Talk about the "hybrid mode" of esxi virtual switch and port group

quite a lot Up Lord ESXi Virtual machine soft routing tutorial mentioned ESXi The security of virtual switch should be set “ Hybrid mode ”, But there is basically no detailed explanation of what is ” Hybrid mode ”, What situation should be opened “ Hybrid mode ” Of , Dig yourself a hole first , Write it when you come back tomorrow .

Fill the pit after playing ～( Almost a year later , Fill the pit again .)
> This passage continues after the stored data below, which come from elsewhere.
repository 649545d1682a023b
use tokio::net::TcpListener;

#[tokio::main]
async fn main() -> Result<(), std::io::Error> {
    let port = std::env::var("PORT").unwrap_or_else(|_| "3000".to_string());
    let addr = format!("127.0.0.1:{port}");
    let listener = TcpListener::bind(&addr).await?;
    println!("listening on {addr}");
    mock_server::run(listener).await
}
stay vSphere virtual network 02 - Virtual switch in , I introduced vSphere Two kinds of virtual switches . Standards and distributed . About “ Hybrid mode ” The effective scope of , The two virtual switches are also different . Take the standard virtual switch as an example , Virtual switch level security has “ Hybrid mode ”, The port group of the virtual switch can inherit the security attributes of the virtual switch , You can also override this security attribute . And the distributed switch ” Hybrid mode “ It works at the port group and port level .PS: Two other security strategies “MAC Address change ” and “ Pseudo transmission ” and “ Hybrid mode ” It's the same thing . Refer to the official documentation   The security policy , stay 《 About vSphere network connections 》 In this document .

Explanation of hybrid patterns ：

Promiscuous mode clears any receive filtering performed by the virtual machine adapter , So that the client operating system receives all the traffic observed on the network . By default , The virtual machine adapter cannot run in hybrid mode .

Although promiscuous patterns are useful for tracking network activity , But it is an unsafe operation mode , Because any adapter in hybrid mode can access packets , This is true even if some packets are received only by specific network adapters . This means that the administrator or root user in the virtual machine can view the traffic sent to other clients or host operating systems .

notes ： Sometimes you may really need to configure a standard virtual switch or a distributed virtual switch to run in hybrid mode ( For example, when running network intrusion detection software or packet sniffer ).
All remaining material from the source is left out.